_Records for this exercise_:
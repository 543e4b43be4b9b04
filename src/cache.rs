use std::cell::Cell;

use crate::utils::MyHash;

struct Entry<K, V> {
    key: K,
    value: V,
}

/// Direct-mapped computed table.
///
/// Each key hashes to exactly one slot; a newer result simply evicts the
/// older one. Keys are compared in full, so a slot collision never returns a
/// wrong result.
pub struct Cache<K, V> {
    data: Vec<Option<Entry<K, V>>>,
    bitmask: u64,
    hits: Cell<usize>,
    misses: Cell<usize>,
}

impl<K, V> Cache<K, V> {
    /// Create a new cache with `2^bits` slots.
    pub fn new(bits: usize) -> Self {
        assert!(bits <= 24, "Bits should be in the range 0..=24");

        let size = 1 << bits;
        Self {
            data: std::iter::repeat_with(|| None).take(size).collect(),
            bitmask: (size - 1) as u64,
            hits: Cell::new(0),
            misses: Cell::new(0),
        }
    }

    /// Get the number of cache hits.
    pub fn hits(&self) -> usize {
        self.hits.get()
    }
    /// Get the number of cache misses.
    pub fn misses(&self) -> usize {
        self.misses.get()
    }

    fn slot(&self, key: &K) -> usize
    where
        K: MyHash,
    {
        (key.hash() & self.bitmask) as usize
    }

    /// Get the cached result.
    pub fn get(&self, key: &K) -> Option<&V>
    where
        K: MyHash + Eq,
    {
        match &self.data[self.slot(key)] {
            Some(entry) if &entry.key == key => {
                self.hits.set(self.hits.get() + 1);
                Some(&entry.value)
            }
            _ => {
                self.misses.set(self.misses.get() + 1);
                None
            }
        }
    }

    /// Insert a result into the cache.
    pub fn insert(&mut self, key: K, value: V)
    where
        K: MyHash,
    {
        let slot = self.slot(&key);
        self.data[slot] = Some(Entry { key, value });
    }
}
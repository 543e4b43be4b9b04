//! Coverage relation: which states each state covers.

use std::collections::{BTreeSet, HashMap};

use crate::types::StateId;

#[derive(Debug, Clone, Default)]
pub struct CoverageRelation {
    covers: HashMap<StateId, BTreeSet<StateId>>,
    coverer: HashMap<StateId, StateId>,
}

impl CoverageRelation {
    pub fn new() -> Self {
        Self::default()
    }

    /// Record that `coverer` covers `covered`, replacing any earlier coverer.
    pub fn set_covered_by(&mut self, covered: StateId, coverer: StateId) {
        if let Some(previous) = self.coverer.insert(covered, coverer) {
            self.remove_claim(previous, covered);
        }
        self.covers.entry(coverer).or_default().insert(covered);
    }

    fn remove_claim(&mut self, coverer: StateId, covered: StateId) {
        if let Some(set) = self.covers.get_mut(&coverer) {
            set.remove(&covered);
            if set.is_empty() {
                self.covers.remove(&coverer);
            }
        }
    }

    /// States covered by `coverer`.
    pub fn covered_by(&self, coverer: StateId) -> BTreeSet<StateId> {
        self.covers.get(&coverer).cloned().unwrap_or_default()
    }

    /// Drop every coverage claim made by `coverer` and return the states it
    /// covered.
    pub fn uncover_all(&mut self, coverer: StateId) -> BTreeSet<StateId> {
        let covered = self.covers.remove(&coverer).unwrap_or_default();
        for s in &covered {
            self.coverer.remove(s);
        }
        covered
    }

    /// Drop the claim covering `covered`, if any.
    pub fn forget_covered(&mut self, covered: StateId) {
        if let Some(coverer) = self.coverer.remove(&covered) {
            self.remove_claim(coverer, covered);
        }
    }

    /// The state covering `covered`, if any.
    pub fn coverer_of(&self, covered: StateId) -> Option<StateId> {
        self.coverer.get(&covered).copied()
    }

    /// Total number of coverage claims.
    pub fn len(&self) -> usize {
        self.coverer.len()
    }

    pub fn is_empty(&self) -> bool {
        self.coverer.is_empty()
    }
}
---
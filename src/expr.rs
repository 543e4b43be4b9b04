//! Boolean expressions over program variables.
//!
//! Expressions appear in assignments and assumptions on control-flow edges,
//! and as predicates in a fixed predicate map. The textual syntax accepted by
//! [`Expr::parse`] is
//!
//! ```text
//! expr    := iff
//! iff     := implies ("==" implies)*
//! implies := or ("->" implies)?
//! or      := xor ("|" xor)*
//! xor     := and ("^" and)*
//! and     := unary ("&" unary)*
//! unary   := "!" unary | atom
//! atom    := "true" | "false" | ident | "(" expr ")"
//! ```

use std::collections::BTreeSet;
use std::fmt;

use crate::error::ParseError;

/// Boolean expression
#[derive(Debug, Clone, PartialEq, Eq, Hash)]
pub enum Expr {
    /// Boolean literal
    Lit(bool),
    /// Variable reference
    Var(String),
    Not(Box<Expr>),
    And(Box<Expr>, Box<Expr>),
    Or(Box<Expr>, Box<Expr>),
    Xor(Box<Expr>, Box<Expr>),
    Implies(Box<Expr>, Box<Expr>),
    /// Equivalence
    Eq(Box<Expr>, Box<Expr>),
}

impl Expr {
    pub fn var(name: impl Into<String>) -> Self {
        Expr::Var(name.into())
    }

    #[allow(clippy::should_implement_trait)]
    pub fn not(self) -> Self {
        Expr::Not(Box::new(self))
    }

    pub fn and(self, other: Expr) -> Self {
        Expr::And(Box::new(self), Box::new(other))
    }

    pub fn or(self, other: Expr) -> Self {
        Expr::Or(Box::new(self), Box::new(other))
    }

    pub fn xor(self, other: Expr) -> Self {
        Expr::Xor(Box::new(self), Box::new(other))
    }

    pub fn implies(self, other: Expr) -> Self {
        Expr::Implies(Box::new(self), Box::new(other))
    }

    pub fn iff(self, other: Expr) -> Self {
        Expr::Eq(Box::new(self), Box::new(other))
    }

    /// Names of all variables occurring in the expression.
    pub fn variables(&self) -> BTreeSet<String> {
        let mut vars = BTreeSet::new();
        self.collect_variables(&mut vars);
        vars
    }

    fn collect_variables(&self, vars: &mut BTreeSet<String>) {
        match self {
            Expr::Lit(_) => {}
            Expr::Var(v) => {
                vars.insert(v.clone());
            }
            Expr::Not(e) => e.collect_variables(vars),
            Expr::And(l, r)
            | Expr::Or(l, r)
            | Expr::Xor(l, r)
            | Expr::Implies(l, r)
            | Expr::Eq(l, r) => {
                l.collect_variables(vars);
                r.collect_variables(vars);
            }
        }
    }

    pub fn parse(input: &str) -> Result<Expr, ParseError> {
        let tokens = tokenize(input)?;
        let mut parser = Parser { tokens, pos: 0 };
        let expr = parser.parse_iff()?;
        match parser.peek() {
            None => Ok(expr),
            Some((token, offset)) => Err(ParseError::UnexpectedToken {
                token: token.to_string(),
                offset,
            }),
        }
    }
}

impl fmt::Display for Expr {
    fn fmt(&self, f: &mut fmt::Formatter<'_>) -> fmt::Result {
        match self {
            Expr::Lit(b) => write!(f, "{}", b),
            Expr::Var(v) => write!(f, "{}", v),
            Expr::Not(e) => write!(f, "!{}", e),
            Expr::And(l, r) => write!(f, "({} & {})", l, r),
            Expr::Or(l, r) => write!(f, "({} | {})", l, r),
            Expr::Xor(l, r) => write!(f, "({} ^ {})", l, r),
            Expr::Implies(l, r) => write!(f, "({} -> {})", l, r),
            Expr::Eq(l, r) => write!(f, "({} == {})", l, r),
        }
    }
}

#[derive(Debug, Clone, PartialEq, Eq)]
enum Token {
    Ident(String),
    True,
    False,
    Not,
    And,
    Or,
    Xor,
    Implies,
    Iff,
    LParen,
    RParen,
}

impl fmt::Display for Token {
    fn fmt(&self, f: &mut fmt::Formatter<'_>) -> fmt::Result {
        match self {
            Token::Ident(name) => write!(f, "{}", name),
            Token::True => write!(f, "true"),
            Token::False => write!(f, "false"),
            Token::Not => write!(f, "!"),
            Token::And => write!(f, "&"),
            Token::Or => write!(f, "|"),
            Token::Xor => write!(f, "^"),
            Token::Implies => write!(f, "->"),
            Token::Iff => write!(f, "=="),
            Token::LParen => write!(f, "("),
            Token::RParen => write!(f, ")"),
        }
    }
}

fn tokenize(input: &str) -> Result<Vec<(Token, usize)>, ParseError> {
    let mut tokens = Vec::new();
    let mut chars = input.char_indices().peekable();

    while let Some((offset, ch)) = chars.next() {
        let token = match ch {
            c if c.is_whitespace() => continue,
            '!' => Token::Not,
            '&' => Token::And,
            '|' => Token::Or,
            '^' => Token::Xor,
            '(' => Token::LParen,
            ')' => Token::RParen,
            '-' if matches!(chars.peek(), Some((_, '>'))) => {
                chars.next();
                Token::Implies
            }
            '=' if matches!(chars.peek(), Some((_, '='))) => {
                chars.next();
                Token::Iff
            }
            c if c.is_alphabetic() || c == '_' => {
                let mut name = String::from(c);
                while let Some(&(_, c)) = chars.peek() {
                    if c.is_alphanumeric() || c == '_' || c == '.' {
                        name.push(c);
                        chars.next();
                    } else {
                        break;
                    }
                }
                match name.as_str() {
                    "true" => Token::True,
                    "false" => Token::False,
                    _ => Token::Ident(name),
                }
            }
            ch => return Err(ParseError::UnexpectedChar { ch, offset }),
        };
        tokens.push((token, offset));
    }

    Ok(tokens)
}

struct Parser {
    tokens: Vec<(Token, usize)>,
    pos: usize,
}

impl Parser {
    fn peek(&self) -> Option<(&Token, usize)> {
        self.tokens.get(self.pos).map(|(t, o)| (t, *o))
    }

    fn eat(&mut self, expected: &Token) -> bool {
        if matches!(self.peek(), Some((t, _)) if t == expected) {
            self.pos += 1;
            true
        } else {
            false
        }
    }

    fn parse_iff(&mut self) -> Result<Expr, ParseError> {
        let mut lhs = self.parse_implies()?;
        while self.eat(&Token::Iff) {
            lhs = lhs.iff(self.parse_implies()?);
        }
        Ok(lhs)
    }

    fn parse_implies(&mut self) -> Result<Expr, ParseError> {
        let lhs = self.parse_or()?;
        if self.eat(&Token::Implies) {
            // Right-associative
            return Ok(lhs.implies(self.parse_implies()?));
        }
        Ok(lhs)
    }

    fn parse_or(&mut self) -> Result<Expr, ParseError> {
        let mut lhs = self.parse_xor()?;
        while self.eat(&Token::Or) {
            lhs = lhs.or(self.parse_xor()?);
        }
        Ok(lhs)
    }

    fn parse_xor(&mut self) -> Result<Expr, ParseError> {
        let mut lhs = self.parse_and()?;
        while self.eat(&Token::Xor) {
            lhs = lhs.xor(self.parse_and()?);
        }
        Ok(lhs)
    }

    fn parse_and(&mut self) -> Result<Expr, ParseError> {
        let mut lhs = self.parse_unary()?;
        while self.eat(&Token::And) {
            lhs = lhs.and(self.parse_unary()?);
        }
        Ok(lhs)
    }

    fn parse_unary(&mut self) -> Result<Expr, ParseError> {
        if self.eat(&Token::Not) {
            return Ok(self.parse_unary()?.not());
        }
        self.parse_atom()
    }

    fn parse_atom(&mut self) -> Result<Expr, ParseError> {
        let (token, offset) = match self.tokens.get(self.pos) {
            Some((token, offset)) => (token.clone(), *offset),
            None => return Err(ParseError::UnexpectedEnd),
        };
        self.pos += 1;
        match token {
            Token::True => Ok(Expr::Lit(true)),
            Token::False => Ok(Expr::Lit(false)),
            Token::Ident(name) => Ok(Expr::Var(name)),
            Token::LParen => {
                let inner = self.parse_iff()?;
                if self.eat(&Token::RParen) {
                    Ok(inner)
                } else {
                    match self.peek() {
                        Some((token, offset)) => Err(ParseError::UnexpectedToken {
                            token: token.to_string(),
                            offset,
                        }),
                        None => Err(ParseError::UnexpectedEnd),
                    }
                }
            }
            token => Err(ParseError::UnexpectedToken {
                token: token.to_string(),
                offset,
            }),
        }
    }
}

_What to work on_: In the data above, find each line that has the word "next" and copy it out.

_Solution to this exercise_:
    while let Some((offset, ch)) = chars.next() {
                chars.next();
                chars.next();
                        chars.next();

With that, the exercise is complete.